Scientists Elicit Universal Pattern of Sound Use in Languages

26/02/2018

We use a smaller variety of sounds with which to end words than we do to begin them.

The words we write and speak start off with a variety of sounds. However, the set of sounds they end with is more restricted. All known languages have this unique property, which researchers at the Institute of Mathematical Sciences (Matscience), Chennai, who analysed it and its implications in a new study, have called a directional asymmetry. It is universal, and informs our ways of speaking and writing using a language.

The researchers believe that, by using the asymmetry, “we can infer the direction of unknown languages, too,” because they will also have the same property.

“This is a significant step towards deciphering undeciphered texts, including Indus valley inscriptions,” Mohammad Izhar Ashraf, a research scholar at the B.S. Abdur Rahman University, Chennai, and a member of the study, told The Wire.
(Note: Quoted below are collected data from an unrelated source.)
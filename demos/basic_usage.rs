//! # olap-segment-engine 使用案例
//!
//! 1. 用 JSON 配置描述 schema 与星型树
//! 2. 生成两个不可变段（其中一个带星型树）
//! 3. 加载段并执行聚合、group-by、selection 查询
//! 4. 实时段边写边读，再转成不可变段

use std::sync::Arc;
use olap_segment_engine::{
    config::{QueryExecutorConfig, ReadMode, SegmentGeneratorConfig, StarTreeIndexConfig},
    field_type::{Schema, Value},
    logging::init_logging,
    query::{AggregationInfo, FilterNode, OrderBy, QueryExecutor, QueryRequest, QueryResult},
    record::{GenericRow, GenericRowRecordReader},
    segment::{ImmutableSegmentLoader, IndexSegment, MutableSegment, RealtimeSegmentRecordReader, SegmentCreator},
};

const SCHEMA: &str = r#"{
    "schemaName": "orders",
    "fieldSpecs": [
        {"name": "country", "dataType": "STRING", "fieldType": "DIMENSION"},
        {"name": "device",  "dataType": "STRING", "fieldType": "DIMENSION"},
        {"name": "tags",    "dataType": "STRING", "fieldType": "DIMENSION", "singleValue": false},
        {"name": "amount",  "dataType": "LONG",   "fieldType": "METRIC"}
    ]
}"#;

fn orders(seed: i64) -> Vec<GenericRow> {
    let countries = ["us", "cn", "de", "fr"];
    let devices = ["ios", "android", "web"];
    (0..200i64)
        .map(|i| {
            GenericRow::from_pairs([
                ("country", Value::from(countries[(i % 4) as usize])),
                ("device", Value::from(devices[((i + seed) % 3) as usize])),
                ("tags", Value::List(vec![Value::from(format!("t{}", i % 5))])),
                ("amount", Value::Long((i * 7 + seed) % 100)),
            ])
        })
        .collect()
}

fn print_result(title: &str, result: &QueryResult) {
    println!("── {title}");
    match result {
        QueryResult::Aggregation(values) => {
            for (name, v) in values {
                println!("   {name:<16} {v}");
            }
        }
        QueryResult::GroupBy(results) => {
            for r in results {
                println!("   {}", r.function);
                for (key, v) in &r.groups {
                    println!("     {key:?} => {v}");
                }
            }
        }
        QueryResult::Table { columns, rows } => {
            println!("   {columns:?}");
            for row in rows {
                println!("   {row:?}");
            }
        }
    }
}

fn main() -> olap_segment_engine::Result<()> {
    init_logging("info");
    let schema = Schema::from_json_str(SCHEMA)?;
    let work = std::env::temp_dir().join(format!("olap-segment-demo-{}", std::process::id()));
    std::fs::create_dir_all(&work)?;

    // 1. 生成段
    let star = StarTreeIndexConfig::new(&["country", "device"], &["SUM__amount", "COUNT__*"])
        .with_max_leaf_records(4);
    let plain_dir = SegmentCreator::new(SegmentGeneratorConfig::new("orders", "orders_0", &work), schema.clone())?
        .create(&mut GenericRowRecordReader::new(orders(0), schema.clone()))?;
    let star_dir = SegmentCreator::new(
        SegmentGeneratorConfig::new("orders", "orders_1", &work).with_star_tree(star),
        schema.clone(),
    )?
    .create(&mut GenericRowRecordReader::new(orders(1), schema.clone()))?;

    // 2. 加载
    let segments: Vec<Arc<dyn IndexSegment>> = vec![
        Arc::new(ImmutableSegmentLoader::load(&plain_dir, ReadMode::Mmap)?),
        Arc::new(ImmutableSegmentLoader::load(&star_dir, ReadMode::Heap)?),
    ];
    let executor = QueryExecutor::new(QueryExecutorConfig::default())?;

    // 3. 查询
    let totals = QueryRequest::aggregation("orders", vec![
        AggregationInfo::count(),
        AggregationInfo::parse("sum", "amount")?,
        AggregationInfo::parse("avg", "amount")?,
    ]);
    let response = executor.process_query(&totals, &segments)?;
    print_result("totals", &response.result);
    println!("   stats: {:?}", response.stats);

    let by_device = QueryRequest::aggregation("orders", vec![AggregationInfo::parse("sum", "amount")?])
        .with_filter(FilterNode::in_values("country", ["us", "cn"]))
        .with_group_by(&["device"], 3);
    let response = executor.process_query(&by_device, &segments)?;
    print_result("sum(amount) by device, country in (us, cn)", &response.result);
    println!("   docs scanned: {}", response.stats.num_docs_scanned);

    let sql = QueryRequest::aggregation("orders", vec![AggregationInfo::count()])
        .with_group_by(&["country", "device"], 10)
        .with_sql_order_by(vec![OrderBy::desc("count(*)"), OrderBy::asc("country")], 5);
    print_result("top 5 (country, device)", &executor.process_query(&sql, &segments)?.result);

    let selection = QueryRequest::selection("orders", &["country", "tags", "amount"], 3)
        .with_selection_order_by(vec![OrderBy::desc("amount")]);
    print_result("largest orders", &executor.process_query(&selection, &segments)?.result);

    // 4. 实时段
    let realtime = MutableSegment::new("orders_rt", schema.clone());
    for row in orders(2).iter().take(20) {
        realtime.index(row)?;
    }
    let mut reader = RealtimeSegmentRecordReader::new(&realtime, Some("country"))?;
    let converted = SegmentCreator::new(SegmentGeneratorConfig::new("orders", "orders_rt_0", &work), schema)?
        .create(&mut reader)?;
    let converted: Arc<dyn IndexSegment> = Arc::new(ImmutableSegmentLoader::load(&converted, ReadMode::Mmap)?);
    let response = executor.process_query(&totals, &[converted])?;
    print_result("realtime segment totals", &response.result);

    std::fs::remove_dir_all(&work)?;
    Ok(())
}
And true to that, Ashraf and his colleagues have confirmed that the Indus valley script, which remains undeciphered to this day, flows from right to left.

“For me, the work is most valuable in showing that [asymmetry] is a universal property of all languages and scripts,” said P.P. Divakaran, a retired professor of the Tata Institute of Fundamental Research, Mumbai. “The confirmation that the Indus script was written [from right to left] is a bonus.” He was not involved with the study.

While the directionality of writing – i.e. which way the text flows – in the Indus valley script has been discussed by scholars before, the present paper provides strong quantitative evidence that it flows R-L based on statistical considerations.

Divakaran thinks that the present work fits in very well in the context of renewed interest in the study of syntactical properties of the Indus Valley script. “I think, it will play an increasingly important role in its eventual decipherment,” he said.

The Gini index

The researchers – Ashraf and Sitabhra Sinha, the latter a professor at Matscience – first compiled lists of the most frequently used words in 25 languages written using different systems, ranging from those using alphabets (such as English) to syllabic systems (Japanese kana) to logographic ones (Mandarin). The languages they used in their study include Hindi, English, Chinese, Hebrew, Arabic, German, Turkish and Russian, among others. They also factored in inscriptions written in languages that are now no longer spoken, such as ancient Greek, Egyptian hieroglyphs, Sumerian cuneiform and the Linear B script used in ancient Crete and Southern Greece.

Then they calculated the frequency with which certain signs or letters appeared at the beginnings and ends of the words. With English, for example, they analysed the number of times the letter ‘A’ appeared at the beginnings and ends of words; then the letter ‘B’, and so on, up to ‘Z’. Finally, they plotted the distribution of their occurrences.

They found that the signs used at the beginning of a word tend to be more uniformly distributed than those used at the end. “That means we have a freedom of choice while starting our utterances than when we end them,” Ashraf said. “It could be due to phonotactic restrictions inherent to [each] language.”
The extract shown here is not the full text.